Лэди ФЛЕТЧЕР, Любовь Васильевна, по первому браку Малинина, по второму Хикс, москвичка, воспитанная за границей, в Швейцарии, вышла в Москве за Вл. Ф. Малинина, известного городского деятеля, во время первой войны занимавшего высокий пост в санитарной организации. Развелась и вышла в Москве же за англичанина Вильяма Хикса, командированного в Россию, сидевшего у большевиков в тюрьме в одно время с Малининым, причем Л. В. носила обоим пищу в тюрьму.

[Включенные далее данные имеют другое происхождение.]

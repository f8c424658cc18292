//! Routes inbound messages into exchanges.

use std::sync::Arc;

use {
    teloxide::{
        prelude::*,
        types::{MediaKind, MessageKind},
    },
    tracing::{debug, warn},
};

use {codeglass_chat::Orchestrator, codeglass_ocr::TextExtractor, codeglass_transcripts::ChatKey};

use crate::{
    delivery::send_markdown,
    error::{Error, Modality, Result},
    files,
    normalize::{self, ImageOutcome, InputNormalizer},
};

pub(crate) const TEXT_ACK: &str = "🧠 Working on it...";
pub(crate) const IMAGE_ACK: &str = "🖼️ Reading text from the image...";
pub(crate) const IMAGE_ANALYZING: &str = "🔍 Analyzing the code...";
pub(crate) const DOCUMENT_ACK: &str = "📄 Reading the file...";
pub(crate) const NO_TEXT_NOTICE: &str = "❌ No text recognized. Try another screenshot.";
pub(crate) const ERROR_NOTICE: &str =
    "⚠️ Something went wrong while processing that. Please try again.";

pub(crate) const HELP_TEXT: &str = "🤖 *codeglass* powered by DeepSeek-Coder\n\n\
I can help with:\n\
- Explaining code and error messages\n\
- Reading code from screenshots (OCR)\n\
- Reviewing uploaded source files (js, ts, py, rs, txt)\n\
- Generating examples\n\n\
📌 Just type a question or send a photo of your code.";

/// Routes one inbound message by modality and isolates its failures.
///
/// Text, photo, and document are checked independently, so an event carrying
/// more than one modality runs one exchange per modality present.
pub struct Dispatcher {
    bot: Bot,
    orchestrator: Arc<Orchestrator>,
    normalizer: InputNormalizer,
}

impl Dispatcher {
    #[must_use]
    pub fn new(
        bot: Bot,
        orchestrator: Arc<Orchestrator>,
        extractor: Arc<dyn TextExtractor>,
    ) -> Self {
        Self {
            bot,
            orchestrator,
            normalizer: InputNormalizer::new(extractor),
        }
    }

    /// Handles one message. Every failure ends here: logged, answered with a
    /// short notice, never propagated to the polling loop.
    pub async fn handle_message(&self, msg: Message) {
        let chat_id = msg.chat.id;
        let chat = ChatKey::from(chat_id.0);

        if let Some(text) = message_text(&msg) {
            if let Err(e) = self.handle_text(chat_id, &chat, &text).await {
                self.report_failure(chat_id, Modality::Text, &e).await;
            }
        }
        if let Some(file_id) = largest_photo(&msg) {
            if let Err(e) = self.handle_photo(chat_id, &chat, &file_id).await {
                self.report_failure(chat_id, Modality::Image, &e).await;
            }
        }
        if let Some((file_id, file_name)) = document_ref(&msg) {
            let result = self
                .handle_document(chat_id, &chat, &file_id, file_name.as_deref())
                .await;
            if let Err(e) = result {
                self.report_failure(chat_id, Modality::Document, &e).await;
            }
        }
    }

    async fn handle_text(&self, chat_id: ChatId, chat: &ChatKey, text: &str) -> Result<()> {
        if let Some(prompt) = self.normalizer.text(text) {
            send_notice(&self.bot, chat_id, TEXT_ACK).await;
            self.orchestrator.run_exchange(chat, prompt).await?;
            return Ok(());
        }
        match normalize::command_name(text) {
            Some("start" | "help") => {
                if let Err(e) = send_markdown(&self.bot, chat_id, HELP_TEXT).await {
                    warn!(chat_id = chat_id.0, error = %e, "failed to send help");
                }
            },
            other => debug!(chat_id = chat_id.0, command = ?other, "ignoring command"),
        }
        Ok(())
    }

    async fn handle_photo(&self, chat_id: ChatId, chat: &ChatKey, file_id: &str) -> Result<()> {
        send_notice(&self.bot, chat_id, IMAGE_ACK).await;
        let image = files::download_file(&self.bot, file_id)
            .await
            .map_err(|e| Error::normalization(Modality::Image, e))?;
        match self.normalizer.image(&image).await? {
            ImageOutcome::NoText => {
                debug!(chat_id = chat_id.0, "image had no readable text");
                send_notice(&self.bot, chat_id, NO_TEXT_NOTICE).await;
            },
            ImageOutcome::Recognized { text, prompt } => {
                let echo = format!("```\n{text}\n```\n\n{IMAGE_ANALYZING}");
                if let Err(e) = send_markdown(&self.bot, chat_id, &echo).await {
                    warn!(chat_id = chat_id.0, error = %e, "failed to echo recognized text");
                }
                self.orchestrator.run_exchange(chat, prompt).await?;
            },
        }
        Ok(())
    }

    async fn handle_document(
        &self,
        chat_id: ChatId,
        chat: &ChatKey,
        file_id: &str,
        file_name: Option<&str>,
    ) -> Result<()> {
        let Some(name) = file_name else {
            debug!(chat_id = chat_id.0, "document has no file name, ignoring");
            return Ok(());
        };
        if !normalize::allowed_extension(name) {
            debug!(chat_id = chat_id.0, file = name, "extension not allowed, ignoring");
            return Ok(());
        }
        send_notice(&self.bot, chat_id, DOCUMENT_ACK).await;
        let content = files::download_file(&self.bot, file_id)
            .await
            .map_err(|e| Error::normalization(Modality::Document, e))?;
        let prompt = self.normalizer.document(&content);
        self.orchestrator.run_exchange(chat, prompt).await?;
        Ok(())
    }

    async fn report_failure(&self, chat_id: ChatId, modality: Modality, error: &Error) {
        warn!(chat_id = chat_id.0, %modality, error = %error, "message handling failed");
        send_notice(&self.bot, chat_id, ERROR_NOTICE).await;
    }
}

/// Plain message text; captions do not count.
fn message_text(msg: &Message) -> Option<String> {
    match &msg.kind {
        MessageKind::Common(common) => match &common.media_kind {
            MediaKind::Text(text) => Some(text.text.clone()),
            _ => None,
        },
        _ => None,
    }
}

/// File id of the highest-resolution photo variant, if any.
fn largest_photo(msg: &Message) -> Option<String> {
    match &msg.kind {
        MessageKind::Common(common) => match &common.media_kind {
            // Telegram lists sizes in ascending order, so the last is largest.
            MediaKind::Photo(photo) => photo.photo.last().map(|size| size.file.id.clone()),
            _ => None,
        },
        _ => None,
    }
}

/// Document file id and name, if the message carries an attachment.
fn document_ref(msg: &Message) -> Option<(String, Option<String>)> {
    match &msg.kind {
        MessageKind::Common(common) => match &common.media_kind {
            MediaKind::Document(doc) => Some((
                doc.document.file.id.clone(),
                doc.document.file_name.clone(),
            )),
            _ => None,
        },
        _ => None,
    }
}

/// Best-effort plain-text notice; failures are logged and swallowed.
async fn send_notice(bot: &Bot, chat_id: ChatId, text: &str) {
    if let Err(e) = bot.send_message(chat_id, text).await {
        warn!(chat_id = chat_id.0, error = %e, "failed to send notice");
    }
}
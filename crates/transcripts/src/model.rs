//! Typed conversation records.
//!
//! A [`Turn`] serializes to exactly `{"role": ..., "content": ...}`, so the
//! persisted document doubles as the `messages` array replayed to the
//! completion endpoint on every exchange.

use std::fmt;

use serde::{Deserialize, Serialize};

/// Stable identifier for one conversation.
///
/// The Telegram layer builds it from the numeric chat id; the store treats
/// it as an opaque string key.
#[derive(Debug, Clone, PartialEq, Eq, Hash, Serialize, Deserialize)]
#[serde(transparent)]
pub struct ChatKey(String);

impl ChatKey {
    pub fn new(key: impl Into<String>) -> Self {
        Self(key.into())
    }

    #[must_use]
    pub fn as_str(&self) -> &str {
        &self.0
    }
}

impl From<i64> for ChatKey {
    fn from(id: i64) -> Self {
        Self(id.to_string())
    }
}

impl From<&str> for ChatKey {
    fn from(key: &str) -> Self {
        Self(key.to_string())
    }
}

impl fmt::Display for ChatKey {
    fn fmt(&self, f: &mut fmt::Formatter<'_>) -> fmt::Result {
        f.write_str(&self.0)
    }
}

/// Who authored a turn.
#[derive(Debug, Clone, Copy, PartialEq, Eq, Serialize, Deserialize)]
#[serde(rename_all = "lowercase")]
pub enum Role {
    User,
    Assistant,
}

/// One message in a conversation. Immutable once created; ordering within a
/// transcript is insertion order and is semantically meaningful.
#[derive(Debug, Clone, PartialEq, Eq, Serialize, Deserialize)]
pub struct Turn {
    pub role: Role,
    pub content: String,
}

impl Turn {
    pub fn user(content: impl Into<String>) -> Self {
        Self {
            role: Role::User,
            content: content.into(),
        }
    }

    pub fn assistant(content: impl Into<String>) -> Self {
        Self {
            role: Role::Assistant,
            content: content.into(),
        }
    }
}

/// Ordered turn sequence for one chat.
pub type Transcript = Vec<Turn>;
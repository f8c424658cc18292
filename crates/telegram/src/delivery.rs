//! Paced segment delivery back to Telegram.

use std::time::Duration;

use {
    teloxide::{payloads::SendMessageSetters, prelude::*, types::ParseMode},
    tracing::{debug, warn},
};

use {codeglass_chat::ReplyDelivery, codeglass_transcripts::ChatKey};

use crate::error::Result;

/// Longest segment sent as one message, with headroom below Telegram's
/// 4096-character cap.
pub const MAX_SEGMENT_CHARS: usize = 4000;

/// Delay step between consecutive segments of one reply.
pub const SEGMENT_PACING: Duration = Duration::from_millis(500);

/// Splits `text` into in-order segments of at most `max_chars` characters.
///
/// Cuts fall on character boundaries and concatenating the segments
/// reproduces `text` exactly. The empty string yields no segments.
#[must_use]
pub fn split_segments(text: &str, max_chars: usize) -> Vec<String> {
    let mut segments = Vec::new();
    let mut current = String::new();
    let mut length = 0;
    for ch in text.chars() {
        current.push(ch);
        length += 1;
        if length == max_chars {
            segments.push(std::mem::take(&mut current));
            length = 0;
        }
    }
    if !current.is_empty() {
        segments.push(current);
    }
    segments
}

/// Sends one message with Markdown rendering, falling back to plain text
/// when Telegram rejects the markup.
pub(crate) async fn send_markdown(bot: &Bot, chat_id: ChatId, text: &str) -> Result<()> {
    match bot
        .send_message(chat_id, text)
        .parse_mode(ParseMode::Markdown)
        .await
    {
        Ok(_) => Ok(()),
        Err(teloxide::RequestError::Api(api_error)) => {
            debug!(error = %api_error, "markdown rejected, resending as plain text");
            bot.send_message(chat_id, text).await?;
            Ok(())
        },
        Err(e) => Err(e.into()),
    }
}

/// Sends orchestrator replies through the Telegram Bot API.
///
/// Each segment runs on its own spawned task, delayed in proportion to its
/// index. The caller never waits for transport acknowledgments, and one
/// failed segment does not stop the rest.
pub struct TelegramDelivery {
    bot: Bot,
}

impl TelegramDelivery {
    #[must_use]
    pub fn new(bot: Bot) -> Self {
        Self { bot }
    }
}

impl ReplyDelivery for TelegramDelivery {
    fn deliver(&self, chat: &ChatKey, text: &str) {
        let Ok(chat_id) = chat.as_str().parse::<i64>().map(ChatId) else {
            warn!(chat = %chat, "chat key is not a numeric chat id, dropping reply");
            return;
        };

        let segments = split_segments(text, MAX_SEGMENT_CHARS);
        debug!(chat = %chat, segments = segments.len(), "scheduling reply segments");
        for (index, segment) in segments.into_iter().enumerate() {
            let bot = self.bot.clone();
            let chat = chat.clone();
            tokio::spawn(async move {
                tokio::time::sleep(SEGMENT_PACING * index as u32).await;
                if let Err(e) = send_markdown(&bot, chat_id, &segment).await {
                    warn!(chat = %chat, segment = index, error = %e, "reply segment failed");
                }
            });
        }
    }
}
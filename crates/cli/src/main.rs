//! codeglass entry point: load configuration, wire the pipeline, poll Telegram.

mod config;

use std::sync::Arc;

use {
    anyhow::Context,
    tracing::{info, warn},
    tracing_subscriber::{EnvFilter, fmt, layer::SubscriberExt, util::SubscriberInitExt},
};

use {
    codeglass_chat::Orchestrator,
    codeglass_completion::DeepSeekClient,
    codeglass_ocr::TesseractExtractor,
    codeglass_telegram::{Dispatcher, TelegramDelivery, build_bot, start_polling},
    codeglass_transcripts::TranscriptStore,
};

use crate::config::Config;

fn init_telemetry(json_logs: bool) {
    let filter = EnvFilter::try_from_default_env().unwrap_or_else(|_| EnvFilter::new("info"));

    let registry = tracing_subscriber::registry().with(filter);

    if json_logs {
        registry
            .with(fmt::layer().json().with_target(true).with_thread_ids(false))
            .init();
    } else {
        registry
            .with(
                fmt::layer()
                    .with_target(false)
                    .with_thread_ids(false)
                    .with_ansi(true),
            )
            .init();
    }
}

#[tokio::main]
async fn main() -> anyhow::Result<()> {
    dotenvy::dotenv().ok();
    let config = Config::from_env()?;
    init_telemetry(config.json_logs);

    info!(version = env!("CARGO_PKG_VERSION"), "codeglass starting");

    tokio::fs::create_dir_all(&config.sessions_dir)
        .await
        .context("create sessions directory")?;

    // Probe the OCR engine off the startup path. Image messages that arrive
    // before it is ready fail per message instead of blocking the bot.
    let extractor = Arc::new(TesseractExtractor::new(config.ocr_languages));
    {
        let extractor = Arc::clone(&extractor);
        tokio::spawn(async move {
            if let Err(error) = extractor.initialize().await {
                warn!(%error, "ocr engine unavailable, screenshots cannot be read");
            }
        });
    }

    let completion = Arc::new(DeepSeekClient::with_endpoint(
        config.deepseek_api_key,
        config.api_base,
        config.model,
    ));

    let bot = build_bot(&config.telegram_token)?;
    let store = TranscriptStore::new(config.sessions_dir);
    let delivery = Arc::new(TelegramDelivery::new(bot.clone()));
    let orchestrator = Arc::new(Orchestrator::new(store, completion, delivery));
    let dispatcher = Arc::new(Dispatcher::new(bot.clone(), orchestrator, extractor));

    let cancel = start_polling(bot, dispatcher).await?;

    tokio::signal::ctrl_c().await?;
    info!("shutting down");
    cancel.cancel();

    Ok(())
}
//! The exchange engine.

use std::sync::Arc;

use tracing::{debug, error, warn};

use {
    codeglass_completion::CompletionClient,
    codeglass_transcripts::{ChatKey, TranscriptStore, Turn},
};

use crate::{error::Result, locks::ChatLocks};

/// Reply substituted when the completion service fails. Persisted as a
/// normal assistant turn so the user always gets an answer and the
/// transcript stays well-formed.
pub const COMPLETION_FALLBACK_REPLY: &str =
    "❌ The assistant could not be reached. Please try again later.";

/// Hands a finished reply to the transport layer.
///
/// Implementations schedule the actual sends and return immediately; the
/// exchange does not wait for transport acknowledgments.
pub trait ReplyDelivery: Send + Sync {
    fn deliver(&self, chat: &ChatKey, text: &str);
}

/// Runs one exchange per inbound prompt: transcript in, reply out.
pub struct Orchestrator {
    store: TranscriptStore,
    completion: Arc<dyn CompletionClient>,
    delivery: Arc<dyn ReplyDelivery>,
    locks: ChatLocks,
}

impl Orchestrator {
    pub fn new(
        store: TranscriptStore,
        completion: Arc<dyn CompletionClient>,
        delivery: Arc<dyn ReplyDelivery>,
    ) -> Self {
        Self {
            store,
            completion,
            delivery,
            locks: ChatLocks::new(),
        }
    }

    /// Run one full exchange for `chat`: append the user turn, obtain the
    /// assistant reply, persist both, schedule delivery.
    ///
    /// Completion failures are absorbed into [`COMPLETION_FALLBACK_REPLY`]
    /// (one attempt, no retry); persistence failures are logged and do not
    /// block delivery. Only a failure to read the existing transcript
    /// aborts the exchange, before any turn is appended.
    pub async fn run_exchange(&self, chat: &ChatKey, prompt: String) -> Result<()> {
        // Serialize load-mutate-save per chat so near-simultaneous messages
        // from one chat cannot overwrite each other's turns.
        let _guard = self.locks.acquire(chat).await;

        debug!(chat = %chat, phase = "awaiting_completion", "exchange started");
        let mut transcript = self.store.load(chat).await?;
        transcript.push(Turn::user(prompt));

        let reply = match self.completion.complete(&transcript).await {
            Ok(reply) => reply,
            Err(e) => {
                warn!(chat = %chat, error = %e, "completion failed; substituting fallback reply");
                COMPLETION_FALLBACK_REPLY.to_string()
            },
        };

        debug!(chat = %chat, phase = "persisting", "completion finished");
        transcript.push(Turn::assistant(reply.clone()));
        match self.store.save(chat, &transcript).await {
            Ok(()) => debug!(chat = %chat, turns = transcript.len(), "transcript saved"),
            Err(e) => {
                error!(chat = %chat, error = %e, "failed to persist transcript; delivering anyway");
            },
        }

        debug!(chat = %chat, phase = "delivering", "exchange complete");
        self.delivery.deliver(chat, &reply);
        Ok(())
    }
}
use thiserror::Error;

/// Input modality that triggered a failure.
#[derive(Debug, Clone, Copy, PartialEq, Eq)]
pub enum Modality {
    Text,
    Image,
    Document,
}

impl std::fmt::Display for Modality {
    fn fmt(&self, f: &mut std::fmt::Formatter<'_>) -> std::fmt::Result {
        f.write_str(match self {
            Self::Text => "text",
            Self::Image => "image",
            Self::Document => "document",
        })
    }
}

#[derive(Debug, Error)]
pub enum Error {
    #[error(transparent)]
    Telegram(#[from] teloxide::RequestError),

    #[error(transparent)]
    Http(#[from] reqwest::Error),

    #[error(transparent)]
    Conversation(#[from] codeglass_chat::Error),

    #[error("failed to normalize {modality} input: {source}")]
    Normalization {
        modality: Modality,
        #[source]
        source: Box<dyn std::error::Error + Send + Sync>,
    },

    #[error("{message}")]
    Message { message: String },
}

impl Error {
    #[must_use]
    pub fn normalization(
        modality: Modality,
        source: impl std::error::Error + Send + Sync + 'static,
    ) -> Self {
        Self::Normalization {
            modality,
            source: Box::new(source),
        }
    }

    #[must_use]
    pub fn message(message: impl Into<String>) -> Self {
        Self::Message {
            message: message.into(),
        }
    }
}

pub type Result<T> = std::result::Result<T, Error>;
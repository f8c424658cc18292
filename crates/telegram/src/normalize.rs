//! Turns inbound text, photos, and documents into prompt text.

use std::sync::Arc;

use codeglass_ocr::TextExtractor;

use crate::error::{Error, Modality, Result};

/// Longest file content forwarded to the model, in characters.
pub const MAX_FILE_CHARS: usize = 16_000;

/// Extensions accepted for uploaded files.
const ALLOWED_EXTENSIONS: &[&str] = &["js", "ts", "py", "rs", "txt"];

/// Outcome of running OCR over an inbound photo.
#[derive(Debug, Clone, PartialEq, Eq)]
pub enum ImageOutcome {
    /// The image contained readable text. `text` is echoed back to the user;
    /// `prompt` feeds the exchange.
    Recognized { text: String, prompt: String },
    /// Nothing readable in the image; no exchange runs.
    NoText,
}

/// True when the message is a bot command rather than a prompt.
#[must_use]
pub fn is_command(text: &str) -> bool {
    text.starts_with('/')
}

/// First command token, without the leading slash or a `@botname` suffix.
#[must_use]
pub fn command_name(text: &str) -> Option<&str> {
    let rest = text.strip_prefix('/')?;
    let token = rest.split_whitespace().next()?;
    Some(token.split('@').next().unwrap_or(token))
}

/// True when `file_name` carries one of the accepted extensions.
#[must_use]
pub fn allowed_extension(file_name: &str) -> bool {
    std::path::Path::new(file_name)
        .extension()
        .and_then(|ext| ext.to_str())
        .is_some_and(|ext| {
            ALLOWED_EXTENSIONS
                .iter()
                .any(|allowed| ext.eq_ignore_ascii_case(allowed))
        })
}

/// Cuts `text` after at most `max_chars` characters, on a character boundary.
fn truncate_chars(text: &str, max_chars: usize) -> &str {
    match text.char_indices().nth(max_chars) {
        Some((index, _)) => &text[..index],
        None => text,
    }
}

/// Instruction wrapped around recognized screenshot text.
#[must_use]
pub fn image_prompt(text: &str) -> String {
    format!("Analyze this code or error message and explain it:\n\n{text}")
}

/// Instruction wrapped around uploaded file content, truncated to
/// [`MAX_FILE_CHARS`].
#[must_use]
pub fn file_prompt(content: &str) -> String {
    let content = truncate_chars(content, MAX_FILE_CHARS);
    format!("Analyze this source file and explain what it does:\n\n```\n{content}\n```")
}

/// Builds prompt text out of raw inbound payloads.
///
/// Each method produces at most one prompt per event; inputs that should not
/// reach the orchestrator (commands, unreadable images) produce none.
pub struct InputNormalizer {
    extractor: Arc<dyn TextExtractor>,
}

impl InputNormalizer {
    #[must_use]
    pub fn new(extractor: Arc<dyn TextExtractor>) -> Self {
        Self { extractor }
    }

    /// Plain text passes through verbatim; commands produce no prompt.
    #[must_use]
    pub fn text(&self, text: &str) -> Option<String> {
        if is_command(text) {
            None
        } else {
            Some(text.to_string())
        }
    }

    /// Runs OCR over the image and wraps any recognized text in the
    /// explanation instruction. Whitespace-only output counts as no text.
    pub async fn image(&self, image: &[u8]) -> Result<ImageOutcome> {
        let recognized = self
            .extractor
            .recognize(image)
            .await
            .map_err(|e| Error::normalization(Modality::Image, e))?;
        let text = recognized.trim();
        if text.is_empty() {
            return Ok(ImageOutcome::NoText);
        }
        Ok(ImageOutcome::Recognized {
            prompt: image_prompt(text),
            text: text.to_string(),
        })
    }

    /// Wraps fetched file content in the analysis instruction. The caller
    /// gates on [`allowed_extension`] before fetching the content.
    #[must_use]
    pub fn document(&self, content: &[u8]) -> String {
        file_prompt(&String::from_utf8_lossy(content))
    }
}
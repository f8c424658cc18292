//! OpenAI-compatible chat-completion client.

use {
    async_trait::async_trait,
    secrecy::{ExposeSecret, Secret},
    tracing::{debug, warn},
};

use codeglass_transcripts::Turn;

use crate::{
    CompletionClient, shared_http_client,
    error::{Error, Result},
};

pub const DEFAULT_API_BASE: &str = "https://api.deepseek.com/v1";
pub const DEFAULT_MODEL: &str = "deepseek-coder";

/// Upper bound on generated tokens per reply.
const MAX_TOKENS: u32 = 2048;
const TEMPERATURE: f64 = 0.7;

/// Client for a bearer-authenticated `/chat/completions` endpoint.
pub struct DeepSeekClient {
    api_key: Secret<String>,
    model: String,
    base_url: String,
    client: &'static reqwest::Client,
}

impl DeepSeekClient {
    pub fn new(api_key: Secret<String>) -> Self {
        Self::with_endpoint(api_key, DEFAULT_API_BASE, DEFAULT_MODEL)
    }

    /// Build a client against a non-default endpoint or model. `base_url`
    /// is the API root without the `/chat/completions` suffix.
    pub fn with_endpoint(
        api_key: Secret<String>,
        base_url: impl Into<String>,
        model: impl Into<String>,
    ) -> Self {
        let base_url = base_url.into().trim_end_matches('/').to_string();
        Self {
            api_key,
            model: model.into(),
            base_url,
            client: shared_http_client(),
        }
    }

    #[must_use]
    pub fn model(&self) -> &str {
        &self.model
    }
}

#[async_trait]
impl CompletionClient for DeepSeekClient {
    async fn complete(&self, transcript: &[Turn]) -> Result<String> {
        let body = serde_json::json!({
            "model": self.model,
            "messages": transcript,
            "max_tokens": MAX_TOKENS,
            "temperature": TEMPERATURE,
        });

        debug!(model = %self.model, turns = transcript.len(), "completion request");

        let response = self
            .client
            .post(format!("{}/chat/completions", self.base_url))
            .header(
                "Authorization",
                format!("Bearer {}", self.api_key.expose_secret()),
            )
            .header("content-type", "application/json")
            .json(&body)
            .send()
            .await?;

        let status = response.status();
        if !status.is_success() {
            let body = response.text().await.unwrap_or_default();
            warn!(status = %status, model = %self.model, body = %body, "completion API error");
            return Err(Error::Api { status, body });
        }

        let payload = response.json::<serde_json::Value>().await?;
        let content = payload["choices"][0]["message"]["content"]
            .as_str()
            .filter(|s| !s.is_empty())
            .ok_or(Error::MissingContent)?;

        debug!(model = %self.model, reply_len = content.len(), "completion reply");
        Ok(content.to_string())
    }
}
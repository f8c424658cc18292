use thiserror::Error;

#[derive(Debug, Error)]
pub enum Error {
    #[error(transparent)]
    Storage(#[from] codeglass_transcripts::Error),
}

pub type Result<T> = std::result::Result<T, Error>;
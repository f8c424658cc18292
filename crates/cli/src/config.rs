//! Process configuration, read once from the environment at startup.

use std::path::PathBuf;

use {secrecy::Secret, thiserror::Error};

use codeglass_completion::{DEFAULT_API_BASE, DEFAULT_MODEL};

pub const DEFAULT_SESSIONS_DIR: &str = "./sessions";
pub const DEFAULT_OCR_LANGUAGES: &str = "eng+rus";

#[derive(Debug, Error)]
pub enum ConfigError {
    #[error("missing required environment variable {0}")]
    Missing(&'static str),
}

/// Runtime settings. There are no command-line flags; the process is
/// configured entirely through the environment (after a `.env` pass).
#[derive(Debug)]
pub struct Config {
    pub telegram_token: Secret<String>,
    pub deepseek_api_key: Secret<String>,
    pub model: String,
    pub api_base: String,
    pub sessions_dir: PathBuf,
    pub ocr_languages: String,
    pub json_logs: bool,
}

impl Config {
    pub fn from_env() -> Result<Self, ConfigError> {
        Self::from_lookup(|name| std::env::var(name).ok())
    }

    /// An unset or empty required variable fails fast rather than surfacing
    /// as a per-message runtime error later.
    fn from_lookup(get: impl Fn(&str) -> Option<String>) -> Result<Self, ConfigError> {
        let required = |name: &'static str| {
            get(name)
                .filter(|value| !value.is_empty())
                .ok_or(ConfigError::Missing(name))
        };

        Ok(Self {
            telegram_token: Secret::new(required("TELEGRAM_BOT_TOKEN")?),
            deepseek_api_key: Secret::new(required("DEEPSEEK_API_KEY")?),
            model: get("DEEPSEEK_MODEL").unwrap_or_else(|| DEFAULT_MODEL.to_string()),
            api_base: get("DEEPSEEK_API_BASE").unwrap_or_else(|| DEFAULT_API_BASE.to_string()),
            sessions_dir: get("CODEGLASS_SESSIONS_DIR")
                .map_or_else(|| PathBuf::from(DEFAULT_SESSIONS_DIR), PathBuf::from),
            ocr_languages: get("CODEGLASS_OCR_LANGUAGES")
                .unwrap_or_else(|| DEFAULT_OCR_LANGUAGES.to_string()),
            json_logs: get("CODEGLASS_JSON_LOGS").is_some(),
        })
    }
}
// GET /messages handler

use crate::relay::RelayService;
use std::convert::Infallible;
use std::sync::Arc;
use warp::http::StatusCode;
use warp::Reply;

pub async fn get_messages_handler(service: Arc<RelayService>) -> Result<warp::reply::Response, Infallible> {
    tracing::debug!("GET /messages");

    match service.list_messages().await {
        Ok(messages) => Ok(warp::reply::with_status(
            warp::reply::json(&messages),
            StatusCode::OK,
        )
        .into_response()),
        Err(e) => Ok(e.into_reply().into_response()),
    }
}
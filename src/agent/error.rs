//! Error types for the agent proxy

use thiserror::Error;

#[derive(Debug, Error)]
pub enum AgentError {
    /// The agent answered with a non-success status
    #[error("Error: {reason}")]
    Http { status: u16, reason: String },

    /// The request could not be completed
    #[error("{0}")]
    Transport(String),

    /// The reply was not the expected JSON
    #[error("Invalid agent response: {0}")]
    Serialization(String),

    /// Aborted by the user; informational rather than a failure
    #[error("Request cancelled")]
    Cancelled,
}

impl From<reqwest::Error> for AgentError {
    fn from(err: reqwest::Error) -> Self {
        if err.is_decode() {
            AgentError::Serialization(err.to_string())
        } else {
            AgentError::Transport(err.to_string())
        }
    }
}
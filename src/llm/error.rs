//! Error types for the LLM layer

use thiserror::Error;

/// Reply text stored when the LLM answers with a non-success status
pub const LLM_ERROR_TEXT: &str = "Error from LLM";

/// Reply text stored when the LLM could not be reached or understood
pub const LLM_UNAVAILABLE_TEXT: &str = "LLM service unavailable.";

/// Errors that can occur when calling the LLM workspace API
#[derive(Debug, Error)]
pub enum LlmError {
    /// The endpoint answered with a non-success status
    #[error("HTTP error (status {status}): {body}")]
    HttpError { status: u16, body: String },

    /// The request could not be completed (connect, timeout, body read)
    #[error("Transport error: {0}")]
    TransportError(String),

    /// JSON encoding/decoding issues
    #[error("Serialization error: {0}")]
    SerializationError(String),

    /// Invalid client parameters
    #[error("Invalid request: {0}")]
    InvalidRequest(String),
}

impl LlmError {
    /// Text recorded as the bot reply in place of a real answer
    pub fn fallback_text(&self) -> &'static str {
        match self {
            LlmError::HttpError { .. } => LLM_ERROR_TEXT,
            _ => LLM_UNAVAILABLE_TEXT,
        }
    }
}

impl From<serde_json::Error> for LlmError {
    fn from(err: serde_json::Error) -> Self {
        LlmError::SerializationError(err.to_string())
    }
}

impl From<reqwest::Error> for LlmError {
    fn from(err: reqwest::Error) -> Self {
        if err.is_decode() {
            LlmError::SerializationError(err.to_string())
        } else {
            LlmError::TransportError(err.to_string())
        }
    }
}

Уехала с Хиксом в Англию и стала очень популярной в русской колонии Лондона и Парижа, где Хиксы одно время жили, он служил в «Кюнард Лайн». И разъезжала с ним по Европе. Единственный сын их Михаил теперь в Канаде. По-русски он не говорит. Л. В. очень много сделала для эмигрантов, помогала им, как могла, добывала деньги, платье, работу, прямо разоряла гардероб своего мужа и его друзей. Если приезжала в Париж одна, останавливалась у нас. Мы были дружны, познакомились с ней у её дяди, известного москвича Челнокова. Она была рожденная Шапошникова, после смерти Хикса, который был большим другом русских и говорил по-русски, она продолжала свою заботу о русских. Затем вышла за сэра Дионеля Флетчера и тут как-то стала реже показываться. Война прервала отношения, но после войны мы читали её воззвание, восхвалявшее большевиков, вернее, красную армию. Но она вообще в политической русской жизни никогда не принимала участия, и я помню, что в тот вечер, когда русские устроили заседание в память Колчака, она на него не пошла сознательно. Несколько лет тому назад, когда мы переехали в Йоганнесбург, Флетчеры приезжали сюда. Он не показывался, а она как-то переменилась и от русских отстала, чем это вообще было вызвано, не знаю. Бояться за своих ей не приходилось, в России у неё никого не оставалось. Материально, повторяю, она для эмигрантов сделала очень много, и, кажется, у неё не было знакомых среди советских людей в Лондоне, но для русского дела не сделала ничего, а могла бы, потому что умела говорить и писать. И не делала ничего сознательно.

 

Д-р ХАРДИ, Татьяна Ивановна, рожд. Соколова. Москвичка, кончила там факультет, вышла замуж за какого-то служащего англ. посольства, /говорили, за швейцара…/, чтобы уехать, причём, как англичанке, ей удалось вывезти очень много ценных и художественных вещей. С мужем разошлась в Лондоне и приехала в Южную Африку, где за­нялась практикой, причём, пользовалась успехом среди черных пациентов, потому что говорили, что она владела какой-то психической силой, что для них очень важно. Но сама поддалась влиянию каких-то ловких людей, принимавших участие в каких-то сеансах, и им досталось почти всё её состояние, дом в городе, ферма, какой-то ещё участок в городе, деньги и пр. Все думали, что она что-то завещает русской церкви, усердной прихожанкой она не была, но уважала священника и жертвовала на церковь. Была настроена очень против большевиков и тут на компромиссы не шла. Между прочим, среди произведений искусства в её доме был единственный в Африке чей-то женский портрет кисти Репина, который, к счастью, получила русская дама Байкова – её неожиданные наследники были евреи, кажется, местного происхождения.

 

ХОРА, Раисса Николаевна, девичью фамилию не помню, была женой чеха, дипломата, оказавшегося в Ю. Африке во время чешских событий и числившегося тут консулом, п. ч., насколько я знаю, тут нет коммунистического дипломатического представителя. Г-жа Хора не так давно скончалась, пережив очень старого мужа, который славился тут своими артистическими фотографиями и был председателем какого-то соответствующего общества. Г-жа Хора была очень странная, но добрая и ярая антикоммунистка и выгнала от себя во время войны сборщицу на советский Красный Крест.